Barclays' 9% reverse convertibles tied to Peabody Energy have above-average risk, lower coupon

By Emma Trincal

New York, May 13 - Barclays Bank plc's 9% reverse convertible notes due May 17, 2012 linked to the common stock of Peabody Energy Corp. offer low potential returns for above-average risk, said Suzi Hampson, structured products analyst at Future Value Consultants.

The notes received a low price score, which means that the issuer "should have been able to offer a higher coupon" based on the deal's terms, she said.

The payout at maturity will be par in cash unless Peabody Energy shares fall below 80% of the initial price during the life of the notes and finish below the initial price, in which case the payout will be a number of Peabody Energy shares equal to $1,000 divided by the initial price, according to an FWP filing with the Securities and Exchange Commission.

Risk and term

"This will appeal to investors seeking a decent income over a period of one year," said Hampson.
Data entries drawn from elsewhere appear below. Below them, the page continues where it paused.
impl<R> SessionStore<R>
where
    R: SessionRepository + Send + Sync + 'static,
{
    pub fn new(repo: Arc<R>, config: Arc<MembershipConfig>, clock: Arc<dyn Clock>) -> Self {
        Self {
            repo,
            config,
            clock,
        }
    }

    /// Unsaved session with a new id
    pub fn fresh(&self, binding: &ClientBinding) -> MembershipResult<Session> {
        let id = random_url_token(SESSION_ID_BYTES)?;
        Ok(Session {
            entry: SessionEntry::new(id, binding, self.clock.now()),
            persisted: false,
            cookie: None,
        })
    }

    fn synthesize(&self, binding: &ClientBinding, outcome: LoadOutcome) -> MembershipResult<SessionLoad> {
        Ok(SessionLoad {
            session: self.fresh(binding)?,
            outcome,
        })
    }

    /// Resolve the session cookie
    pub async fn load(
        &self,
        cookie: Option<&str>,
        binding: &ClientBinding,
    ) -> MembershipResult<SessionLoad> {
        let timeout = self.config.store_timeout;
        let now = self.clock.now();

        let Some(id) = cookie.filter(|id| is_well_formed(id)) else {
            return self.synthesize(binding, LoadOutcome::NotFound);
        };

        let Some(mut entry) = bounded(timeout, "find_session", self.repo.find_session(id)).await?
        else {
            return self.synthesize(binding, LoadOutcome::NotFound);
        };

        if entry.is_idle(self.config.session_ttl_delta(), now) {
            if let Err(e) = bounded(timeout, "delete_session", self.repo.delete_session(id)).await {
                e.log();
            }
            tracing::debug!("Idle session discarded");
            return self.synthesize(binding, LoadOutcome::NotFound);
        }

        if !entry.binding_matches(
            binding,
            self.config.match_remote_addr,
            self.config.match_user_agent,
        ) {
            bounded(timeout, "delete_session", self.repo.delete_session(id)).await?;
            tracing::warn!(
                stored_addr = %entry.remote_addr,
                presented_addr = %binding.remote_addr,
                "Session binding mismatch; entry discarded"
            );
            return self.synthesize(binding, LoadOutcome::FoundInvalidBinding);
        }

        bounded(timeout, "touch_session", self.repo.touch_session(id, now)).await?;
        entry.last_activity = now;

        Ok(SessionLoad {
            session: Session {
                entry,
                persisted: true,
                cookie: None,
            },
            outcome: LoadOutcome::FoundValid,
        })
    }

    pub async fn set<V: Serialize>(
        &self,
        session: &mut Session,
        name: &str,
        value: V,
    ) -> MembershipResult<()> {
        let value = serde_json::to_value(value)?;
        let name = name.to_string();
        self.mutate(session, move |entry| {
            entry.data.insert(name.clone(), value.clone());
        })
        .await
    }

    /// Remove a data value; returns what was stored
    pub async fn delete(
        &self,
        session: &mut Session,
        name: &str,
    ) -> MembershipResult<Option<serde_json::Value>> {
        if !session.entry.data.contains_key(name) {
            return Ok(None);
        }
        self.mutate(session, |entry| entry.data.remove(name)).await
    }

    /// Clear all data, and flash data too when `include_flash`
    pub async fn delete_all(&self, session: &mut Session, include_flash: bool) -> MembershipResult<()> {
        self.mutate(session, |entry| {
            entry.data.clear();
            if include_flash {
                entry.flash_data.clear();
            }
        })
        .await
    }

    pub async fn set_flash<V: Serialize>(
        &self,
        session: &mut Session,
        name: &str,
        value: V,
    ) -> MembershipResult<()> {
        let value = serde_json::to_value(value)?;
        let name = name.to_string();
        self.mutate(session, move |entry| {
            entry.flash_data.insert(name.clone(), value.clone());
        })
        .await
    }

    /// Read-once: the value is removed in the same conditional write
    pub async fn take_flash(
        &self,
        session: &mut Session,
        name: &str,
    ) -> MembershipResult<Option<serde_json::Value>> {
        if !session.entry.flash_data.contains_key(name) {
            return Ok(None);
        }
        self.mutate(session, |entry| entry.flash_data.remove(name))
            .await
    }

    /// Delete the entry and clear the cookie.
    ///
    /// The handle is replaced by a fresh unsaved session.
    pub async fn destroy(&self, session: &mut Session) -> MembershipResult<()> {
        if session.persisted {
            bounded(
                self.config.store_timeout,
                "delete_session",
                self.repo.delete_session(session.id()),
            )
            .await?;
        }

        let binding = ClientBinding {
            remote_addr: session.entry.remote_addr.clone(),
            user_agent: session.entry.user_agent.clone(),
        };
        let mut fresh = self.fresh(&binding)?;
        fresh.cookie = Some(CookieDirective::Clear {
            kind: CookieKind::Session,
        });
        *session = fresh;

        tracing::debug!("Session destroyed");
        Ok(())
    }

    async fn mutate<T, F>(&self, session: &mut Session, mut apply: F) -> MembershipResult<T>
    where
        F: FnMut(&mut SessionEntry) -> T + Send,
        T: Send,
    {
        let timeout = self.config.store_timeout;

        for attempt in 1..=MAX_UPDATE_ATTEMPTS {
            let mut next = session.entry.clone();
            let out = apply(&mut next);
            next.last_activity = self.clock.now();

            if session.persisted {
                let expected = session.entry.version;
                next.version = expected + 1;
                let stored = bounded(
                    timeout,
                    "update_session",
                    self.repo.update_session_if_version(&next, expected),
                )
                .await?;
                if stored {
                    session.entry = next;
                    return Ok(out);
                }
            } else {
                next.version = 1;
                match bounded(timeout, "insert_session", self.repo.insert_session(&next)).await {
                    Ok(()) => {
                        session.cookie = Some(CookieDirective::Set {
                            kind: CookieKind::Session,
                            value: next.id.clone(),
                            max_age_secs: None,
                        });
                        session.entry = next;
                        session.persisted = true;
                        return Ok(out);
                    }
                    Err(MembershipError::DuplicateKey(_)) => {}
                    Err(e) => return Err(e),
                }
            }

            tracing::debug!(attempt, "Session write conflict; reloading");
            let reloaded =
                bounded(timeout, "find_session", self.repo.find_session(session.id())).await?;
            match reloaded {
                Some(current) => {
                    session.entry = current;
                    session.persisted = true;
                }
                // Destroyed or swept underneath us: never revive the old id or its data
                None => {
                    let binding = ClientBinding {
                        remote_addr: session.entry.remote_addr.clone(),
                        user_agent: session.entry.user_agent.clone(),
                    };
                    *session = self.fresh(&binding)?;
                    tracing::debug!("Session vanished during write; continuing on a fresh entry");
                }
            }
        }

        Err(MembershipError::ConcurrentUpdate("session"))
    }
}
//! Application Configuration
//!
//! Configuration for the membership core. Passed explicitly at construction.

use std::time::Duration;

use chrono::TimeDelta;
use platform::cookie::CookieConfig;
use thiserror::Error;

/// Re-export SameSite from platform
pub use platform::cookie::SameSite;

/// Default session data key holding the login stamp
pub const DEFAULT_LOGIN_KEY: &str = "membership.login";

/// Membership configuration
#[derive(Debug, Clone)]
pub struct MembershipConfig {
    /// Activity window for "online" and for session login stamps (15 minutes)
    pub online_threshold: Duration,
    /// Idle lifetime of a session entry (2 hours)
    pub session_ttl: Duration,
    /// Remember-me lifetime when the caller does not choose one (30 days)
    pub remember_default_duration: Duration,
    /// Bind sessions to the creating remote address
    pub match_remote_addr: bool,
    /// Bind sessions to the creating user agent
    pub match_user_agent: bool,
    /// Honor X-Forwarded-For when extracting the remote address
    pub trust_forwarded_for: bool,
    /// Minimum secret length in code points
    pub min_password_length: usize,
    /// Upper bound on every store call
    pub store_timeout: Duration,
    /// Grace added to remember-me expiry
    pub remember_clock_skew: Duration,
    /// Session data key holding the login stamp
    pub login_key: String,
    pub session_cookie: CookieConfig,
    pub remember_cookie: CookieConfig,
}

impl Default for MembershipConfig {
    fn default() -> Self {
        Self {
            online_threshold: Duration::from_secs(900),
            session_ttl: Duration::from_secs(7200),
            remember_default_duration: Duration::from_secs(30 * 24 * 3600),
            match_remote_addr: true,
            match_user_agent: false,
            trust_forwarded_for: false,
            min_password_length: platform::password::MIN_SECRET_LENGTH,
            store_timeout: Duration::from_secs(2),
            remember_clock_skew: Duration::ZERO,
            login_key: DEFAULT_LOGIN_KEY.to_string(),
            session_cookie: CookieConfig::named("sessionId"),
            remember_cookie: CookieConfig::named("rememberToken"),
        }
    }
}

/// Invalid configuration value
#[derive(Debug, Clone, PartialEq, Eq, Error)]
#[error("Invalid value for {key}: {value:?}")]
pub struct ConfigError {
    pub key: &'static str,
    pub value: String,
}

impl MembershipConfig {
    /// Create config for development (insecure cookies)
    pub fn development() -> Self {
        let mut config = Self::default();
        config.session_cookie.secure = false;
        config.remember_cookie.secure = false;
        config
    }

    /// Read `MEMBERSHIP_*` environment variables over the defaults
    pub fn from_env() -> Result<Self, ConfigError> {
        Self::from_lookup(|key| std::env::var(key).ok())
    }

    /// Same as [`Self::from_env`] with an injectable variable source
    pub fn from_lookup<F>(lookup: F) -> Result<Self, ConfigError>
    where
        F: Fn(&str) -> Option<String>,
    {
        let mut config = Self::default();

        if let Some(v) = lookup("MEMBERSHIP_ONLINE_THRESHOLD_SECS") {
            config.online_threshold = parse_secs("MEMBERSHIP_ONLINE_THRESHOLD_SECS", &v)?;
        }
        if let Some(v) = lookup("MEMBERSHIP_SESSION_TTL_SECS") {
            config.session_ttl = parse_secs("MEMBERSHIP_SESSION_TTL_SECS", &v)?;
        }
        if let Some(v) = lookup("MEMBERSHIP_REMEMBER_DURATION_SECS") {
            config.remember_default_duration =
                parse_secs("MEMBERSHIP_REMEMBER_DURATION_SECS", &v)?;
        }
        if let Some(v) = lookup("MEMBERSHIP_MATCH_REMOTE_ADDR") {
            config.match_remote_addr = parse_bool("MEMBERSHIP_MATCH_REMOTE_ADDR", &v)?;
        }
        if let Some(v) = lookup("MEMBERSHIP_MATCH_USER_AGENT") {
            config.match_user_agent = parse_bool("MEMBERSHIP_MATCH_USER_AGENT", &v)?;
        }
        if let Some(v) = lookup("MEMBERSHIP_TRUST_FORWARDED_FOR") {
            config.trust_forwarded_for = parse_bool("MEMBERSHIP_TRUST_FORWARDED_FOR", &v)?;
        }
        if let Some(v) = lookup("MEMBERSHIP_MIN_PASSWORD_LENGTH") {
            config.min_password_length = v.trim().parse().map_err(|_| ConfigError {
                key: "MEMBERSHIP_MIN_PASSWORD_LENGTH",
                value: v.clone(),
            })?;
        }
        if let Some(v) = lookup("MEMBERSHIP_STORE_TIMEOUT_MS") {
            let ms: u64 = v.trim().parse().map_err(|_| ConfigError {
                key: "MEMBERSHIP_STORE_TIMEOUT_MS",
                value: v.clone(),
            })?;
            config.store_timeout = Duration::from_millis(ms);
        }
        if let Some(v) = lookup("MEMBERSHIP_REMEMBER_CLOCK_SKEW_SECS") {
            config.remember_clock_skew = parse_secs("MEMBERSHIP_REMEMBER_CLOCK_SKEW_SECS", &v)?;
        }
        if let Some(v) = lookup("MEMBERSHIP_COOKIE_SECURE") {
            let secure = parse_bool("MEMBERSHIP_COOKIE_SECURE", &v)?;
            config.session_cookie.secure = secure;
            config.remember_cookie.secure = secure;
        }
        if let Some(v) = lookup("MEMBERSHIP_COOKIE_SAME_SITE") {
            let same_site = SameSite::parse(&v).ok_or_else(|| ConfigError {
                key: "MEMBERSHIP_COOKIE_SAME_SITE",
                value: v.clone(),
            })?;
            config.session_cookie.same_site = same_site;
            config.remember_cookie.same_site = same_site;
        }
        if let Some(v) = lookup("MEMBERSHIP_COOKIE_DOMAIN") {
            let domain = Some(v.trim().to_string()).filter(|d| !d.is_empty());
            config.session_cookie.domain = domain.clone();
            config.remember_cookie.domain = domain;
        }
        if let Some(v) = lookup("MEMBERSHIP_COOKIE_PATH") {
            config.session_cookie.path = v.clone();
            config.remember_cookie.path = v;
        }
        if let Some(v) = lookup("MEMBERSHIP_SESSION_COOKIE_NAME") {
            config.session_cookie.name = v;
        }
        if let Some(v) = lookup("MEMBERSHIP_REMEMBER_COOKIE_NAME") {
            config.remember_cookie.name = v;
        }

        Ok(config)
    }

    pub fn online_threshold_delta(&self) -> TimeDelta {
        to_delta(self.online_threshold)
    }

    pub fn session_ttl_delta(&self) -> TimeDelta {
        to_delta(self.session_ttl)
    }

    pub fn remember_clock_skew_delta(&self) -> TimeDelta {
        to_delta(self.remember_clock_skew)
    }
}

/// Saturating conversion; chrono's range is narrower than std's
pub(crate) fn to_delta(duration: Duration) -> TimeDelta {
    TimeDelta::from_std(duration).unwrap_or(TimeDelta::MAX)
}

fn parse_secs(key: &'static str, value: &str) -> Result<Duration, ConfigError> {
    value
        .trim()
        .parse::<u64>()
        .map(Duration::from_secs)
        .map_err(|_| ConfigError {
            key,
            value: value.to_string(),
        })
}

fn parse_bool(key: &'static str, value: &str) -> Result<bool, ConfigError> {
    match value.trim().to_ascii_lowercase().as_str() {
        "1" | "true" | "yes" | "on" => Ok(true),
        "0" | "false" | "no" | "off" => Ok(false),
        _ => Err(ConfigError {
            key,
            value: value.to_string(),
        }),
    }
}
//! Domain Layer
//!
//! Contains entities, value objects, the presence rule and repository traits.

pub mod entity;
pub mod presence;
pub mod repository;
pub mod value_object;

// Re-exports
pub use entity::{
    identity::{Credential, Identity},
    remember_entry::RememberEntry,
    session_entry::{SessionEntry, SessionValues},
};
pub use repository::{IdentityRepository, RememberRepository, SessionRepository};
But she noted, "The majority of reverse convertibles we rate are much shorter, typically three months in term."

The longer the maturity, the greater the risk with reverse convertibles, she said, because the chances of breaching the barrier are greater.

However, the increase in risk is not proportional to the duration, she said.

"If you look at the same deal and compare a three months with a 12 months, the 12 months is not four times more likely to hit the barrier. It's not linear," she said.

Riskmap - a Future Value Consultants rating that measures the risk associated with a product on a scale from zero to 10 - is 6.06 for this product.

Future Value Consultants just upgraded its rating system and now offers an average per product type that can be used as a benchmark for each type of structure. For the average reverse convertible, riskmap is lower than 6.06 at 5.60.

"The duration is one factor. Also the implied volatility of the stock while not among the highest is still high at 36%," she said.

Another new feature introduced by Future Value Consultants is the breakdown of riskmap into two components: credit risk and market risk. On both scores, this product's risk is higher than the average reverse convertible.

Below-average return score

The combination of higher risk and a somewhat low coupon, said Hampson, resulted in a return score of 4.77, which is below the 5.73 average for reverse convertibles. It is also lower than the 6.18 average for all products.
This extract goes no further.